____ Records provided

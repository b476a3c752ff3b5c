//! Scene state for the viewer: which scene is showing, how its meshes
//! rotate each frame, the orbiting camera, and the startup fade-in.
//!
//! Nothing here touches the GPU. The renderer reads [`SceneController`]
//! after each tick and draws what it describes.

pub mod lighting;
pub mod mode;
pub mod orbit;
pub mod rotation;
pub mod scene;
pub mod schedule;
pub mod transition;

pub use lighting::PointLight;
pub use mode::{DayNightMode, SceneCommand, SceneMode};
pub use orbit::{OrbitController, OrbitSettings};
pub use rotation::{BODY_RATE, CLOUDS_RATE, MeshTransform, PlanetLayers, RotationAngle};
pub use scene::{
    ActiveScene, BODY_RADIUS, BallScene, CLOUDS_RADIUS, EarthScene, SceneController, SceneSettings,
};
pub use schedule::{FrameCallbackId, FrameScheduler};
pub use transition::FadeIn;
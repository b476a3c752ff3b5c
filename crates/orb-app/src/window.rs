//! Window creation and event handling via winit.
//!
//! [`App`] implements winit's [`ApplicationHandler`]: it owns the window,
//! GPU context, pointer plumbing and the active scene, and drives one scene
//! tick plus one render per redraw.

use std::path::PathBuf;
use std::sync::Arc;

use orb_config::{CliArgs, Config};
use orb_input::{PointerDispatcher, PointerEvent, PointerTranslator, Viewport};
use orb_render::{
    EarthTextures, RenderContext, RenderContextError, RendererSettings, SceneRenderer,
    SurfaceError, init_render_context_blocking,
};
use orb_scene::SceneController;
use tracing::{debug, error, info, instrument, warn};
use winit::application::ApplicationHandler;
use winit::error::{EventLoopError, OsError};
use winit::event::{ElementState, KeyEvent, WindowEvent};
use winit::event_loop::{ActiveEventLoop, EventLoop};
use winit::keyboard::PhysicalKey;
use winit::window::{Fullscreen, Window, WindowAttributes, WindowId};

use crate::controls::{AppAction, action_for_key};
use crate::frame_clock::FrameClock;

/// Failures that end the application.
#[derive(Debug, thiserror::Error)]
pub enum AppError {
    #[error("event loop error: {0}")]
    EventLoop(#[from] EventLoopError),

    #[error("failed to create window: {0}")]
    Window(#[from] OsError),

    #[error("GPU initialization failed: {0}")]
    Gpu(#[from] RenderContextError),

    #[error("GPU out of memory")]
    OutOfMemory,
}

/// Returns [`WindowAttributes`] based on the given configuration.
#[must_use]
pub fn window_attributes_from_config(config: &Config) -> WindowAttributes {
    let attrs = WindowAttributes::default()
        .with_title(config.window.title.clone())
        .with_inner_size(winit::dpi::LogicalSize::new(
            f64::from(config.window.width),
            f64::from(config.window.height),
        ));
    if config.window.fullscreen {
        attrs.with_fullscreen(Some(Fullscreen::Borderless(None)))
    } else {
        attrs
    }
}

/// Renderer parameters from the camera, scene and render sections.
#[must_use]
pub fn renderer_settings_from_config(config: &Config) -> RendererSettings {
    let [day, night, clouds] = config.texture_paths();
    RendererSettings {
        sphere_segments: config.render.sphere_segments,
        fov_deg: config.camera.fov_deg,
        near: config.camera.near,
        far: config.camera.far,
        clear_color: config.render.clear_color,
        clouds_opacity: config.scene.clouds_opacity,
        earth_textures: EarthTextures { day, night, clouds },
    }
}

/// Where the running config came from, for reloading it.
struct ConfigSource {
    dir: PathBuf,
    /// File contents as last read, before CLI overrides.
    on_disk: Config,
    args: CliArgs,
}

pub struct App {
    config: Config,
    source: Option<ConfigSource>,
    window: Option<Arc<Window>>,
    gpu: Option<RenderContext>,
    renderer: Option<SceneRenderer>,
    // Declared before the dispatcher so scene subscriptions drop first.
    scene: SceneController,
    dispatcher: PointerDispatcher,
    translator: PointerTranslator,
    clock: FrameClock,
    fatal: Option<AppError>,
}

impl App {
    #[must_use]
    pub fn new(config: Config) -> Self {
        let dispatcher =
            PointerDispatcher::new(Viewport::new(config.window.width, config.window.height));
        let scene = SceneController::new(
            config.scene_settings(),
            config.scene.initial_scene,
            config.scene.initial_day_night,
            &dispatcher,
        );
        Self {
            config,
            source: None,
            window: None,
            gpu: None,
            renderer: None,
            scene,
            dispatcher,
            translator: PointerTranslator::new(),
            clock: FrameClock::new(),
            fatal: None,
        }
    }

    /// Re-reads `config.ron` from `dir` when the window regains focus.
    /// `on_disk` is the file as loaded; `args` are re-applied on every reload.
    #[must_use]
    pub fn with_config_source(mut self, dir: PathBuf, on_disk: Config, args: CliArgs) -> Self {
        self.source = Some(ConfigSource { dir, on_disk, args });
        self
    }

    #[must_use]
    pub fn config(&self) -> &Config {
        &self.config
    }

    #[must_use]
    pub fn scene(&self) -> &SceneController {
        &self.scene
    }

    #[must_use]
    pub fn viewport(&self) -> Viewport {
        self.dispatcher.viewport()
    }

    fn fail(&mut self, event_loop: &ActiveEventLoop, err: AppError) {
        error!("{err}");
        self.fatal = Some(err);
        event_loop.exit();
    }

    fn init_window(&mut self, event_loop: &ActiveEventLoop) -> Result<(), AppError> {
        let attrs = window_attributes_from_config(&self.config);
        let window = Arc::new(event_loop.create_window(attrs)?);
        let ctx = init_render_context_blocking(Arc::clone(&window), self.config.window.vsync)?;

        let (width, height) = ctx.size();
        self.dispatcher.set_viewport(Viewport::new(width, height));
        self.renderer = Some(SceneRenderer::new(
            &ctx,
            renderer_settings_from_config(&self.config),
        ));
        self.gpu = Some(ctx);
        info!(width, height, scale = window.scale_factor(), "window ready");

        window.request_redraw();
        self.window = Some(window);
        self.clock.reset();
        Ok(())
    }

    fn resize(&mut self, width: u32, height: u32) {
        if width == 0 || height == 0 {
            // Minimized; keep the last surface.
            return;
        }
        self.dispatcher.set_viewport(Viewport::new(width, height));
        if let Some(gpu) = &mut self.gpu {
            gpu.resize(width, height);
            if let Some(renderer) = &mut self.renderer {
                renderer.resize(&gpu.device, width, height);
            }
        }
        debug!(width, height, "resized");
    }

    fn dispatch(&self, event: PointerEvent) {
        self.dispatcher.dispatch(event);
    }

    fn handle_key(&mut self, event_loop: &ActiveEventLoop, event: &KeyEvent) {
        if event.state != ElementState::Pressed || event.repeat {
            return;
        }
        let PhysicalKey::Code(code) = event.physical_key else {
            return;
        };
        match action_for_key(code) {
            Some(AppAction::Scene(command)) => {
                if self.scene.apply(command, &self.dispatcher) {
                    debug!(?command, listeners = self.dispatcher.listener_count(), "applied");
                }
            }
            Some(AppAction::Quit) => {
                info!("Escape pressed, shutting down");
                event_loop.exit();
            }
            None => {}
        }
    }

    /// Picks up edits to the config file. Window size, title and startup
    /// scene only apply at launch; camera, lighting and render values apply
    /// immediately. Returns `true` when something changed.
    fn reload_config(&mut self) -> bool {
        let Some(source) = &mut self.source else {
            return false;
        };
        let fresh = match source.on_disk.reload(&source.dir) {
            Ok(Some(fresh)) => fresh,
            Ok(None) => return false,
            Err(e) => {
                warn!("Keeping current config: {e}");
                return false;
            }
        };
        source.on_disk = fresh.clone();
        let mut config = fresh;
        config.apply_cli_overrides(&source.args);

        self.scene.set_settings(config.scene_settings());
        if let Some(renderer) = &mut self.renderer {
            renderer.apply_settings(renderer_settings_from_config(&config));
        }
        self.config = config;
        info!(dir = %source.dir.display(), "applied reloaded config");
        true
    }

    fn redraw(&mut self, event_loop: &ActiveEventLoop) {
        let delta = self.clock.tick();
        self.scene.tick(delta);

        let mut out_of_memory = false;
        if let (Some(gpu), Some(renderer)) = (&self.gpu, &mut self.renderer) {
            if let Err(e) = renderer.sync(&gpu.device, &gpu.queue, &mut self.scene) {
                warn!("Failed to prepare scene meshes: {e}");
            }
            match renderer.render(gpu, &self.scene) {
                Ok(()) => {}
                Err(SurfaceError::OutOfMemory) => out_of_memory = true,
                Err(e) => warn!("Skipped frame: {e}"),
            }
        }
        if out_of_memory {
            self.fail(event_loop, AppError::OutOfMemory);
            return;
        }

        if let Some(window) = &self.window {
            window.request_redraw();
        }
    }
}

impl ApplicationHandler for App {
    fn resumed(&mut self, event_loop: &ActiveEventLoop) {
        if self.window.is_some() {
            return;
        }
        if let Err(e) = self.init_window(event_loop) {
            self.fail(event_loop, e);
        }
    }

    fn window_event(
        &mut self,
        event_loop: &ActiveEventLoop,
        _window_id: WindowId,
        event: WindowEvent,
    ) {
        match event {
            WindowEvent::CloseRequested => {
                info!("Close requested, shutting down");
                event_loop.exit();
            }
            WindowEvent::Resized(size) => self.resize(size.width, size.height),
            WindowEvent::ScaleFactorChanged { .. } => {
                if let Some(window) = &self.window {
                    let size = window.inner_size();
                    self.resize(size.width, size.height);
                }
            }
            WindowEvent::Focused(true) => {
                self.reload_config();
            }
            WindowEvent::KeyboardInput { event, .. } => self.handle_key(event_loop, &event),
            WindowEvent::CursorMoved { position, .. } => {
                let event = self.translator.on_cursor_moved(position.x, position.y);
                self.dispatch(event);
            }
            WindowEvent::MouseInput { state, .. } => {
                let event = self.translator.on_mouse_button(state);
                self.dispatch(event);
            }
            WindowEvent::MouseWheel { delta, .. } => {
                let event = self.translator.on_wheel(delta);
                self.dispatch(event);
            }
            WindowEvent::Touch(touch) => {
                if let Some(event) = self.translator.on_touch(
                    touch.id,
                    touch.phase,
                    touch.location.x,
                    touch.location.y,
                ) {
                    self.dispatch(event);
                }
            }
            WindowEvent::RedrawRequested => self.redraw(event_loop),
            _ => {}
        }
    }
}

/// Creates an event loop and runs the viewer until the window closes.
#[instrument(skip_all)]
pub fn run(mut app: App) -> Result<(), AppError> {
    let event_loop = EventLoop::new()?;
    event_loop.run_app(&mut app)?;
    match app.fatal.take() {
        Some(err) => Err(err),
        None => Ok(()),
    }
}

________
____ Records provided

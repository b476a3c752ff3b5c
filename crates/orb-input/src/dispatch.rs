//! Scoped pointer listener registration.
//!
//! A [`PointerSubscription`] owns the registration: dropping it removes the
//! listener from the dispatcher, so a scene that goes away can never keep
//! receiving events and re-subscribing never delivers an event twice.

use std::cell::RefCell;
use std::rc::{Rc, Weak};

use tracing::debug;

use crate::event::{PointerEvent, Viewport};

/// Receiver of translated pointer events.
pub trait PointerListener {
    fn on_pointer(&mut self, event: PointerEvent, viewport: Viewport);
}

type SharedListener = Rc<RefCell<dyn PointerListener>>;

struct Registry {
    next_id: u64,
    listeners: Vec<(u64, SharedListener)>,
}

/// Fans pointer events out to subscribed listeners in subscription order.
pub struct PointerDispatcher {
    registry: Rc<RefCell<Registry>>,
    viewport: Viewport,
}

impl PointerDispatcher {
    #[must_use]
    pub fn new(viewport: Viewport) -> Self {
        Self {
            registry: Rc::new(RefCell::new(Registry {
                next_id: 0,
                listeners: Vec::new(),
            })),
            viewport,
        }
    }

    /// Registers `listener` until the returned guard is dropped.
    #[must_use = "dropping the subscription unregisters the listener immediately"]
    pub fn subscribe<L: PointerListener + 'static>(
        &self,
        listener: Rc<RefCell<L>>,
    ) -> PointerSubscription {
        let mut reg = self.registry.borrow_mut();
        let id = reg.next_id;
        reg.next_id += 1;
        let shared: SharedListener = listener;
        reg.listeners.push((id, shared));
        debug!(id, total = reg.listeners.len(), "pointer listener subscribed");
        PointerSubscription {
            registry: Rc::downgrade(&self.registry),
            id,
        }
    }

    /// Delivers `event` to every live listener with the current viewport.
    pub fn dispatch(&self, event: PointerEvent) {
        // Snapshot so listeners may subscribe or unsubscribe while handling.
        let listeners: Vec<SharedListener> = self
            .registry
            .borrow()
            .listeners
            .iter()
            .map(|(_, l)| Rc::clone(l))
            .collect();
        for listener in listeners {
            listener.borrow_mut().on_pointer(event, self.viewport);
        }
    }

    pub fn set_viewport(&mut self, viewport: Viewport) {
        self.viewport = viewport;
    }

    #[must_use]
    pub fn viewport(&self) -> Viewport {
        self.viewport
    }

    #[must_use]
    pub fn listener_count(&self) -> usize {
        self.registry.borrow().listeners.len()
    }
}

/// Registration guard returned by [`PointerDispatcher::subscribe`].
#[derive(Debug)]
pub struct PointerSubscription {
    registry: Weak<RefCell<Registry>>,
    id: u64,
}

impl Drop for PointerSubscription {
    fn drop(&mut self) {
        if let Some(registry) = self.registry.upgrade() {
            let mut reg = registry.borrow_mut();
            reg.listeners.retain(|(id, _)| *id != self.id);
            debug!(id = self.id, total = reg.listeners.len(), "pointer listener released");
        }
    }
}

________

Task description
Where the data above reaches the line holding "fn init_window(&mut self, event_loop: &ActiveEventLoop)", begin printing, and stop after the line holding "self.gpu = Some(ctx);". Each line must be reproduced exactly, with nothing else added.

Solution to this problem
    fn init_window(&mut self, event_loop: &ActiveEventLoop) -> Result<(), AppError> {
        let attrs = window_attributes_from_config(&self.config);
        let window = Arc::new(event_loop.create_window(attrs)?);
        let ctx = init_render_context_blocking(Arc::clone(&window), self.config.window.vsync)?;

        let (width, height) = ctx.size();
        self.dispatcher.set_viewport(Viewport::new(width, height));
        self.renderer = Some(SceneRenderer::new(
            &ctx,
            renderer_settings_from_config(&self.config),
        ));
        self.gpu = Some(ctx);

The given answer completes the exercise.